«Non avere avuto il coraggio di inserire la diaspora africana nella Cabina di regia per il Piano Mattei è triste».
Il patrimonio di conoscenze posseduto dai rappresentanti della diaspora è «unico» e riguarda la «sensibilità di intercettare i bisogni reali» delle persone in Africa.
A dirlo è Mani Ndongbou Bertrand Honoré, Presidente del Coordinamento italiano delle diaspore per la Cooperazione internazionale, intervenuto ieri al webinar sul Piano Mattei, organizzato dal CeSpi e moderato da Daniele Frigeri.
«Se vuoi davvero fare qualcosa per qualcuno, devi farlo assieme a lui, in un rapporto paritario», e non in assenza di controparti locali.
Il rischio certo, dice ancora Honorè, è che gli interventi proposti tramite il Piano «non corrispondano ai reali bisogni della gente.
Alcuni progetti pilota sono stati già parzialmente svelati e finora si sono dimostrati carenti, come dimostrano il progetto per le coltivazioni di olio di ricino in Kenya, e il CAAM in Mozambico, riattivazione di un precedente progetto di Cooperazione mai realmente partito.

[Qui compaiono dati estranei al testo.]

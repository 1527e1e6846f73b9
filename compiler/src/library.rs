// library.rs — Function library: named function definitions
//
// Owns every `FunctionDef` reachable by name from a program. The pass
// threads one library handle through all recursive calls; there is no
// global registry.
//
// Preconditions: none.
// Postconditions: every stored definition's signature name equals its key.
// Failure modes: lookup of an unknown name, insertion of a conflicting
//                definition → library errors.
// Side effects: none.

use std::collections::{BTreeMap, BTreeSet};

use crate::attr::{AttrMap, AttrValue, NameAttrList};
use crate::error::{RearrangeError, Result};
use crate::function::{FunctionBody, FunctionDef};
use crate::graph::Graph;

#[derive(Debug, Clone, Default)]
pub struct FunctionLibrary {
    functions: BTreeMap<String, FunctionDef>,
}

impl FunctionLibrary {
    pub fn new() -> Self {
        Self::default()
    }

    pub fn from_defs(defs: impl IntoIterator<Item = FunctionDef>) -> Result<Self> {
        let mut library = FunctionLibrary::new();
        for fdef in defs {
            library.add_function_def(fdef)?;
        }
        Ok(library)
    }

    pub fn len(&self) -> usize {
        self.functions.len()
    }

    pub fn is_empty(&self) -> bool {
        self.functions.is_empty()
    }

    pub fn contains(&self, name: &str) -> bool {
        self.functions.contains_key(name)
    }

    pub fn find(&self, name: &str) -> Option<&FunctionDef> {
        self.functions.get(name)
    }

    pub fn names(&self) -> impl Iterator<Item = &str> {
        self.functions.keys().map(String::as_str)
    }

    pub fn functions(&self) -> impl Iterator<Item = &FunctionDef> {
        self.functions.values()
    }

    /// Return `prefix` followed by the smallest counter that does not name
    /// an existing function. The name is not reserved until a definition is
    /// added under it.
    pub fn unique_function_name(&self, prefix: &str) -> String {
        let mut counter = 0usize;
        loop {
            let candidate = format!("{}{}", prefix, counter);
            if !self.functions.contains_key(&candidate) {
                return candidate;
            }
            counter += 1;
        }
    }

    /// Insert a new function. Re-adding an identical definition is a no-op.
    pub fn add_function_def(&mut self, fdef: FunctionDef) -> Result<()> {
        match self.functions.get(fdef.name()) {
            Some(existing) if *existing == fdef => Ok(()),
            Some(_) => Err(RearrangeError::DuplicateFunction {
                name: fdef.name().to_string(),
            }),
            None => {
                self.functions.insert(fdef.name().to_string(), fdef);
                Ok(())
            }
        }
    }

    /// Replace the definition stored under `name`.
    pub fn replace_function(&mut self, name: &str, mut fdef: FunctionDef) -> Result<()> {
        let slot = self
            .functions
            .get_mut(name)
            .ok_or_else(|| RearrangeError::FunctionNotFound {
                name: name.to_string(),
            })?;
        fdef.signature.name = name.to_string();
        *slot = fdef;
        Ok(())
    }

    pub fn remove_function(&mut self, name: &str) -> Option<FunctionDef> {
        self.functions.remove(name)
    }

    /// Instantiate `name` with `attrs` bound.
    pub fn instantiate(&self, name: &str, attrs: &AttrMap) -> Result<FunctionBody> {
        let fdef = self.find(name).ok_or_else(|| RearrangeError::FunctionNotFound {
            name: name.to_string(),
        })?;
        FunctionBody::instantiate(fdef, attrs)
    }

    /// Names of library functions an op with these attributes refers to.
    pub fn referenced_functions(&self, op: &str, attrs: &AttrMap) -> Vec<String> {
        let mut names = Vec::new();
        if self.contains(op) {
            names.push(op.to_string());
        }
        for value in attrs.values() {
            collect_func_names(value, &mut names);
        }
        names
    }

    /// Drop every function not transitively reachable from `graph`.
    /// Returns the removed names in order.
    pub fn prune_unreachable(&mut self, graph: &Graph) -> Vec<String> {
        let mut reachable = BTreeSet::new();
        let mut worklist: Vec<String> = graph
            .nodes()
            .flat_map(|n| self.referenced_functions(n.kind.op(), &n.attrs))
            .collect();
        while let Some(name) = worklist.pop() {
            if !reachable.insert(name.clone()) {
                continue;
            }
            if let Some(fdef) = self.functions.get(&name) {
                for node in &fdef.nodes {
                    worklist.extend(self.referenced_functions(&node.op, &node.attrs));
                }
            }
        }
        let removed: Vec<String> = self
            .functions
            .keys()
            .filter(|name| !reachable.contains(*name))
            .cloned()
            .collect();
        for name in &removed {
            self.functions.remove(name);
        }
        removed
    }

    /// Compact JSON of all definitions in name order.
    pub fn canonical_json(&self) -> String {
        let defs: Vec<&FunctionDef> = self.functions.values().collect();
        serde_json::to_string(&defs).unwrap_or_default()
    }

    /// SHA-256 of `canonical_json()`.
    pub fn fingerprint(&self) -> [u8; 32] {
        use sha2::{Digest, Sha256};

        let mut hasher = Sha256::new();
        hasher.update(self.canonical_json().as_bytes());
        let result = hasher.finalize();
        let mut hash = [0u8; 32];
        hash.copy_from_slice(&result);
        hash
    }

    pub fn fingerprint_hex(&self) -> String {
        let mut s = String::with_capacity(64);
        for b in self.fingerprint() {
            use std::fmt::Write;
            let _ = write!(s, "{:02x}", b);
        }
        s
    }

    pub fn to_defs(&self) -> Vec<FunctionDef> {
        self.functions.values().cloned().collect()
    }
}

fn collect_func_names(value: &AttrValue, out: &mut Vec<String>) {
    match value {
        AttrValue::Func(f) => collect_from_ref(f, out),
        AttrValue::FuncList(fs) => {
            for f in fs {
                collect_from_ref(f, out);
            }
        }
        _ => {}
    }
}

fn collect_from_ref(func: &NameAttrList, out: &mut Vec<String>) {
    out.push(func.name.clone());
    for value in func.attrs.values() {
        collect_func_names(value, out);
    }
}
use criterion::{black_box, criterion_group, criterion_main, BatchSize, BenchmarkId, Criterion};
use rfa::attr::{AttrValue, NameAttrList};
use rfa::function::FunctionDef;
use rfa::graph::{Graph, NodeDef};
use rfa::library::FunctionLibrary;
use rfa::plan::plan_inputs;
use rfa::types::DataType::{self, Float, Resource};
use rfa::{PassOptions, RearrangePass};

// Synthetic programs: a chain of `depth` functions, each calling the next
// with interleaved resource and value arguments, fanned out `width` times
// per level.

fn types(ts: &[DataType]) -> AttrValue {
    AttrValue::TypeList(ts.to_vec())
}

fn level_name(level: usize) -> String {
    format!("level{}", level)
}

fn level_function(level: usize, depth: usize, width: usize) -> FunctionDef {
    let mut nodes = vec![
        NodeDef::arg("v", 0, Resource),
        NodeDef::arg("x", 1, Float),
        NodeDef::arg("w", 2, Resource),
        NodeDef::arg("y", 3, Float),
    ];
    if level + 1 < depth {
        for i in 0..width {
            nodes.push(
                NodeDef::new(format!("call{}", i), "StatefulPartitionedCall")
                    .with_attr("Tin", types(&[Resource, Float, Resource, Float]))
                    .with_attr("Tout", types(&[Float]))
                    .with_attr(
                        "f",
                        AttrValue::Func(NameAttrList::new(level_name(level + 1))),
                    )
                    .with_input("v")
                    .with_input("x")
                    .with_input("w")
                    .with_input("y"),
            );
        }
        nodes.push(NodeDef::retval("r", 0, Float, "call0"));
    } else {
        nodes.push(NodeDef::new("sum", "AddV2").with_input("x").with_input("y"));
        nodes.push(NodeDef::retval("r", 0, Float, "sum"));
    }
    FunctionDef::from_nodes(level_name(level), nodes).unwrap()
}

fn synthetic_program(depth: usize, width: usize) -> (Graph, FunctionLibrary) {
    let library =
        FunctionLibrary::from_defs((0..depth).map(|l| level_function(l, depth, width))).unwrap();
    let graph = Graph::from_node_defs(&[NodeDef::new("launch", "XlaLaunch").with_attr(
        "function",
        AttrValue::Func(NameAttrList::new(level_name(0))),
    )])
    .unwrap();
    (graph, library)
}

// Planner cost vs type-list width.
fn bench_plan_inputs(c: &mut Criterion) {
    let mut group = c.benchmark_group("plan/inputs");

    for width in [4_usize, 16, 64, 256] {
        let list: Vec<DataType> = (0..width)
            .map(|i| if i % 3 == 0 { Resource } else { Float })
            .collect();
        group.bench_with_input(BenchmarkId::from_parameter(width), &list, |b, list| {
            b.iter(|| black_box(plan_inputs(black_box(list))));
        });
    }

    group.finish();
}

// Whole-pass latency vs call-chain depth.
fn bench_pass_scaling(c: &mut Criterion) {
    let mut group = c.benchmark_group("pass/depth");
    let pass = RearrangePass::new(PassOptions::default());

    for depth in [1_usize, 5, 10, 20] {
        let program = synthetic_program(depth, 4);
        group.bench_with_input(
            BenchmarkId::from_parameter(format!("{}levels", depth)),
            &program,
            |b, program| {
                b.iter_batched(
                    || program.clone(),
                    |(mut graph, mut library)| {
                        let report = pass.run(&mut graph, &mut library).unwrap();
                        black_box(report);
                    },
                    BatchSize::SmallInput,
                );
            },
        );
    }

    group.finish();
}

criterion_group!(benches, bench_plan_inputs, bench_pass_scaling);
criterion_main!(benches);
pub fn maybe_rewrite_if_node(
    graph: &mut Graph,
    n: NodeId,
    library: &mut FunctionLibrary,
) -> Result<bool> {
    let node = graph.node(n)?;
    let node_name = node.name.clone();
    let in_types = node.attr_type_list("Tin")?;
    let out_types = node.attr_type_list("Tout")?;
    let plan = plan_inputs(&in_types);
    let has_resource_output = out_types.iter().any(|t| t.is_resource());
    if !plan.needs_rewrite && !has_resource_output {
        return Ok(false);
    }

    if plan.needs_rewrite {
        reorder_input_edges(graph, n, &plan.mapping, PREDICATE_SLOTS)?;
        let new_in_types = shuffle_input_types(&in_types, &plan.mapping)?;
        graph
            .node_mut(n)?
            .set_attr("Tin", AttrValue::TypeList(new_in_types));
    }

    let mut shared: Option<RetvalPlan> = None;
    for attr_name in ["then_branch", "else_branch"] {
        let mut func = graph.node(n)?.attr_func(attr_name)?;
        let mut body = library.instantiate(&func.name, &func.attrs)?;
        check_arity(&node_name, &body, in_types.len(), Some(out_types.len()))?;
        if plan.needs_rewrite {
            rearrange_arg_nodes(&mut body, &plan.mapping)?;
        }
        if has_resource_output {
            let retvals = calculate_retval_rearrange(&body)?;
            if let Some(prev) = &shared {
                if *prev != retvals {
                    return Err(RearrangeError::BranchDisagreement {
                        node: node_name,
                        retval: first_disagreement(prev, &retvals, out_types.len()),
                    });
                }
            } else {
                shared = Some(retvals.clone());
            }
            rearrange_retval_nodes(&mut body, &retvals.retval_index_mapping)?;
        }
        func.name = save_rewritten(library, &body, &func.name)?;
        graph.node_mut(n)?.set_attr(attr_name, AttrValue::Func(func));
    }

    if let Some(retvals) = shared {
        rearrange_output_edges(graph, n, &retvals, PREDICATE_SLOTS)?;
        let new_out_types = shuffle_output_types(&out_types, &retvals.retval_index_mapping)?;
        graph
            .node_mut(n)?
            .set_attr("Tout", AttrValue::TypeList(new_out_types));
    }
    debug!(
        node = %node_name,
        inputs = plan.needs_rewrite,
        outputs = has_resource_output,
        "rearranged if node"
    );
    Ok(true)
}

«Quando inizialmente abbiamo sentito parlare di Piano Mattei per l’Africa siamo saltati sulla sedia perchè da anni non si trovava una politica italiana verso l’Africa – ha spiegato – Poi però siamo stati anche delusi e rammaricati».
Secondo il Presidente del Coordinamento delle diaspore, il Piano non prende in considerazione «la dicotomia che esiste tra governi locali e comunità locali», per cui appare un approccio top-down (dall’alto verso il basso).
Al webinar del Cespi ha preso parte anche Giuseppe Morabito, già Direttore Generale Africa del Ministero Affari Esteri ed ex ambasciatore a Beirut e a Lisbona.
L’obiezione all’approccio governativo da parte degli osservatori più critici del Piano, è che guarda ai governi africani come controparte privilegiata, ma non alla galassia delle comunità africane.
Bisognerebbe invece «partire dai bisogni espressi dalle comunità locali», ha precisato anche Guglielmo Micucci di Amref, prospettando l’idea che nella Cabina di regia possano essere inseriti rappresentanti della società civile africana.
«Le comunità africane possono e devono avere un determinante, serve una ownership della società civile», ha detto.
La Cooperazione non governativa, argomenta Micucci, ha fatto tanto in questi anni e diversi «progetti pilota (del Piano ndr.) sono infatti il proseguimento di cose che già esistevano», ma poi va trovato un approccio nuovo che capovolga la prospettiva dell’aiuto dall’alto.
«Non è più il tempo dell’andare in un Paese africano e fare una cosa fatta bene ma calata dall’alto», dice.
Durante il webinar Enrico Petrocelli, Responsabile Relazioni Istituzionali Internazionali di Cassa Depositi e Prestiti ha parlato di un ulteriore impiego di risorse, già al vaglio del governo, e di un «approccio dialogico con le istituzioni africane e con la Banca Africana di Sviluppo».
Si è parlato di confronto sia bilaterale che multilaterale, ma secondo Micucci e Honorè manca un pilastro fondamentale: la presenza della controparte africana nella sua dimensione locale e di comunità.